This exercise asks for every record to be output again exactly.

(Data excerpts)
######
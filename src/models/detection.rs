use serde::{Deserialize, Serialize};

/// Rarity tier of a site icon.
///
/// "Legendry" is the game's own spelling and is kept verbatim so template
/// ids round-trip against the asset catalog.
#[derive(Debug, Clone, Copy, Serialize, Deserialize, PartialEq, Eq, Hash)]
pub enum Rarity {
    Common,
    Rare,
    Epic,
    Unique,
    Legendry,
}

impl Rarity {
    pub const ALL: [Rarity; 5] = [
        Rarity::Common,
        Rarity::Rare,
        Rarity::Epic,
        Rarity::Unique,
        Rarity::Legendry,
    ];

    pub fn as_str(&self) -> &'static str {
        match self {
            Rarity::Common => "Common",
            Rarity::Rare => "Rare",
            Rarity::Epic => "Epic",
            Rarity::Unique => "Unique",
            Rarity::Legendry => "Legendry",
        }
    }

    pub fn parse(s: &str) -> Option<Self> {
        match s {
            "Common" => Some(Rarity::Common),
            "Rare" => Some(Rarity::Rare),
            "Epic" => Some(Rarity::Epic),
            "Unique" => Some(Rarity::Unique),
            "Legendry" => Some(Rarity::Legendry),
            _ => None,
        }
    }
}

/// Effect family of a site icon, named after its id token.
#[derive(Debug, Clone, Copy, Serialize, Deserialize, PartialEq, Eq, Hash)]
pub enum SiteKind {
    /// "+" - flat dice total bonus
    Bonus,
    /// "+x" - small bonus plus multiplier
    BonusMultiplier,
    /// "x" - pure multiplier
    Multiplier,
    /// "-x" - dice total penalty traded for a larger multiplier
    PenaltyMultiplier,
}

impl SiteKind {
    pub const ALL: [SiteKind; 4] = [
        SiteKind::Bonus,
        SiteKind::BonusMultiplier,
        SiteKind::Multiplier,
        SiteKind::PenaltyMultiplier,
    ];

    pub fn token(&self) -> &'static str {
        match self {
            SiteKind::Bonus => "+",
            SiteKind::BonusMultiplier => "+x",
            SiteKind::Multiplier => "x",
            SiteKind::PenaltyMultiplier => "-x",
        }
    }

    pub fn parse(token: &str) -> Option<Self> {
        match token {
            "+" => Some(SiteKind::Bonus),
            "+x" => Some(SiteKind::BonusMultiplier),
            "x" => Some(SiteKind::Multiplier),
            "-x" => Some(SiteKind::PenaltyMultiplier),
            _ => None,
        }
    }
}

/// Identity of a reference template.
///
/// String form: `"1"`..`"6"` for die faces, `"S_<kind>_<rarity>"` for site
/// icons (e.g. `"S_+x_Epic"`).
#[derive(Debug, Clone, Copy, Serialize, Deserialize, PartialEq, Eq, Hash)]
pub enum TemplateKind {
    Die(u8),
    Site { kind: SiteKind, rarity: Rarity },
}

impl TemplateKind {
    pub fn id(&self) -> String {
        match self {
            TemplateKind::Die(value) => value.to_string(),
            TemplateKind::Site { kind, rarity } => {
                format!("S_{}_{}", kind.token(), rarity.as_str())
            }
        }
    }

    pub fn parse(id: &str) -> Option<Self> {
        if let Some(rest) = id.strip_prefix("S_") {
            // Rarity is the last underscore segment; the kind token may
            // itself be multi-character ("+x", "-x").
            let (kind_token, rarity_str) = rest.rsplit_once('_')?;
            let kind = SiteKind::parse(kind_token)?;
            let rarity = Rarity::parse(rarity_str)?;
            Some(TemplateKind::Site { kind, rarity })
        } else {
            let value: u8 = id.parse().ok()?;
            if (1..=6).contains(&value) {
                Some(TemplateKind::Die(value))
            } else {
                None
            }
        }
    }

    pub fn is_site(&self) -> bool {
        matches!(self, TemplateKind::Site { .. })
    }
}

/// Axis-aligned box for a detection, in frame coordinates.
#[derive(Debug, Clone, Copy, Serialize, Deserialize, PartialEq, Eq)]
pub struct BoundingBox {
    pub x: u32,
    pub y: u32,
    pub width: u32,
    pub height: u32,
}

impl BoundingBox {
    pub fn new(x: u32, y: u32, width: u32, height: u32) -> Self {
        Self {
            x,
            y,
            width,
            height,
        }
    }

    pub fn area(&self) -> f64 {
        self.width as f64 * self.height as f64
    }

    /// Intersection-over-union with another box. Zero when disjoint.
    pub fn iou(&self, other: &BoundingBox) -> f64 {
        let x1 = self.x.max(other.x);
        let y1 = self.y.max(other.y);
        let x2 = (self.x + self.width).min(other.x + other.width);
        let y2 = (self.y + self.height).min(other.y + other.height);

        if x2 <= x1 || y2 <= y1 {
            return 0.0;
        }

        let intersection = (x2 - x1) as f64 * (y2 - y1) as f64;
        let union = self.area() + other.area() - intersection;

        intersection / union
    }
}

/// Raw match above threshold, produced per (template, scale) pair and
/// consumed by NMS.
#[derive(Debug, Clone, Serialize, PartialEq)]
pub struct Candidate {
    pub template: TemplateKind,
    pub score: f32,
    pub bbox: BoundingBox,
    pub scale: f32,
}

/// A die face that survived NMS.
#[derive(Debug, Clone, Serialize, PartialEq)]
pub struct DieFace {
    pub value: u8,
    pub score: f32,
    pub bbox: BoundingBox,
    pub scale: f32,
}

/// A site icon that survived NMS.
///
/// `kind`/`rarity` come from the template identity, which is authoritative.
/// `sampled_color`/`sampled_rarity` are the mean color probe over the icon
/// center, kept for diagnostics only.
#[derive(Debug, Clone, Serialize, PartialEq)]
pub struct SiteIcon {
    pub kind: SiteKind,
    pub rarity: Rarity,
    pub score: f32,
    pub bbox: BoundingBox,
    pub scale: f32,
    pub sampled_color: [u8; 3],
    pub sampled_rarity: Rarity,
}

/// Sort detections ascending by x so that index 0 is the leftmost ("first")
/// die or site for every downstream consumer.
pub fn sort_left_to_right<T, F: Fn(&T) -> u32>(items: &mut [T], x_of: F) {
    items.sort_by_key(|item| x_of(item));
}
######
Task response ▸
filename src/models/detection.rs
use serde::{Deserialize, Serialize};

/// Rarity tier of a site icon.
///
/// "Legendry" is the game's own spelling and is kept verbatim so template
/// ids round-trip against the asset catalog.
#[derive(Debug, Clone, Copy, Serialize, Deserialize, PartialEq, Eq, Hash)]
pub enum Rarity {
    Common,
    Rare,
    Epic,
    Unique,
    Legendry,
}

impl Rarity {
    pub const ALL: [Rarity; 5] = [
        Rarity::Common,
        Rarity::Rare,
        Rarity::Epic,
        Rarity::Unique,
        Rarity::Legendry,
    ];

    pub fn as_str(&self) -> &'static str {
        match self {
            Rarity::Common => "Common",
            Rarity::Rare => "Rare",
            Rarity::Epic => "Epic",
            Rarity::Unique => "Unique",
            Rarity::Legendry => "Legendry",
        }
    }

    pub fn parse(s: &str) -> Option<Self> {
        match s {
            "Common" => Some(Rarity::Common),
            "Rare" => Some(Rarity::Rare),
            "Epic" => Some(Rarity::Epic),
            "Unique" => Some(Rarity::Unique),
            "Legendry" => Some(Rarity::Legendry),
            _ => None,
        }
    }
}

/// Effect family of a site icon, named after its id token.
#[derive(Debug, Clone, Copy, Serialize, Deserialize, PartialEq, Eq, Hash)]
pub enum SiteKind {
    /// "+" - flat dice total bonus
    Bonus,
    /// "+x" - small bonus plus multiplier
    BonusMultiplier,
    /// "x" - pure multiplier
    Multiplier,
    /// "-x" - dice total penalty traded for a larger multiplier
    PenaltyMultiplier,
}

impl SiteKind {
    pub const ALL: [SiteKind; 4] = [
        SiteKind::Bonus,
        SiteKind::BonusMultiplier,
        SiteKind::Multiplier,
        SiteKind::PenaltyMultiplier,
    ];

    pub fn token(&self) -> &'static str {
        match self {
            SiteKind::Bonus => "+",
            SiteKind::BonusMultiplier => "+x",
            SiteKind::Multiplier => "x",
            SiteKind::PenaltyMultiplier => "-x",
        }
    }

    pub fn parse(token: &str) -> Option<Self> {
        match token {
            "+" => Some(SiteKind::Bonus),
            "+x" => Some(SiteKind::BonusMultiplier),
            "x" => Some(SiteKind::Multiplier),
            "-x" => Some(SiteKind::PenaltyMultiplier),
            _ => None,
        }
    }
}

/// Identity of a reference template.
///
/// String form: `"1"`..`"6"` for die faces, `"S_<kind>_<rarity>"` for site
/// icons (e.g. `"S_+x_Epic"`).
#[derive(Debug, Clone, Copy, Serialize, Deserialize, PartialEq, Eq, Hash)]
pub enum TemplateKind {
    Die(u8),
    Site { kind: SiteKind, rarity: Rarity },
}

impl TemplateKind {
    pub fn id(&self) -> String {
        match self {
            TemplateKind::Die(value) => value.to_string(),
            TemplateKind::Site { kind, rarity } => {
                format!("S_{}_{}", kind.token(), rarity.as_str())
            }
        }
    }

    pub fn parse(id: &str) -> Option<Self> {
        if let Some(rest) = id.strip_prefix("S_") {
            // Rarity is the last underscore segment; the kind token may
            // itself be multi-character ("+x", "-x").
            let (kind_token, rarity_str) = rest.rsplit_once('_')?;
            let kind = SiteKind::parse(kind_token)?;
            let rarity = Rarity::parse(rarity_str)?;
            Some(TemplateKind::Site { kind, rarity })
        } else {
            let value: u8 = id.parse().ok()?;
            if (1..=6).contains(&value) {
                Some(TemplateKind::Die(value))
            } else {
                None
            }
        }
    }

    pub fn is_site(&self) -> bool {
        matches!(self, TemplateKind::Site { .. })
    }
}

/// Axis-aligned box for a detection, in frame coordinates.
#[derive(Debug, Clone, Copy, Serialize, Deserialize, PartialEq, Eq)]
pub struct BoundingBox {
    pub x: u32,
    pub y: u32,
    pub width: u32,
    pub height: u32,
}

impl BoundingBox {
    pub fn new(x: u32, y: u32, width: u32, height: u32) -> Self {
        Self {
            x,
            y,
            width,
            height,
        }
    }

    pub fn area(&self) -> f64 {
        self.width as f64 * self.height as f64
    }

    /// Intersection-over-union with another box. Zero when disjoint.
    pub fn iou(&self, other: &BoundingBox) -> f64 {
        let x1 = self.x.max(other.x);
        let y1 = self.y.max(other.y);
        let x2 = (self.x + self.width).min(other.x + other.width);
        let y2 = (self.y + self.height).min(other.y + other.height);

        if x2 <= x1 || y2 <= y1 {
            return 0.0;
        }

        let intersection = (x2 - x1) as f64 * (y2 - y1) as f64;
        let union = self.area() + other.area() - intersection;

        intersection / union
    }
}

/// Raw match above threshold, produced per (template, scale) pair and
/// consumed by NMS.
#[derive(Debug, Clone, Serialize, PartialEq)]
pub struct Candidate {
    pub template: TemplateKind,
    pub score: f32,
    pub bbox: BoundingBox,
    pub scale: f32,
}

/// A die face that survived NMS.
#[derive(Debug, Clone, Serialize, PartialEq)]
pub struct DieFace {
    pub value: u8,
    pub score: f32,
    pub bbox: BoundingBox,
    pub scale: f32,
}

/// A site icon that survived NMS.
///
/// `kind`/`rarity` come from the template identity, which is authoritative.
/// `sampled_color`/`sampled_rarity` are the mean color probe over the icon
/// center, kept for diagnostics only.
#[derive(Debug, Clone, Serialize, PartialEq)]
pub struct SiteIcon {
    pub kind: SiteKind,
    pub rarity: Rarity,
    pub score: f32,
    pub bbox: BoundingBox,
    pub scale: f32,
    pub sampled_color: [u8; 3],
    pub sampled_rarity: Rarity,
}

/// Sort detections ascending by x so that index 0 is the leftmost ("first")
/// die or site for every downstream consumer.
pub fn sort_left_to_right<T, F: Fn(&T) -> u32>(items: &mut [T], x_of: F) {
    items.sort_by_key(|item| x_of(item));
}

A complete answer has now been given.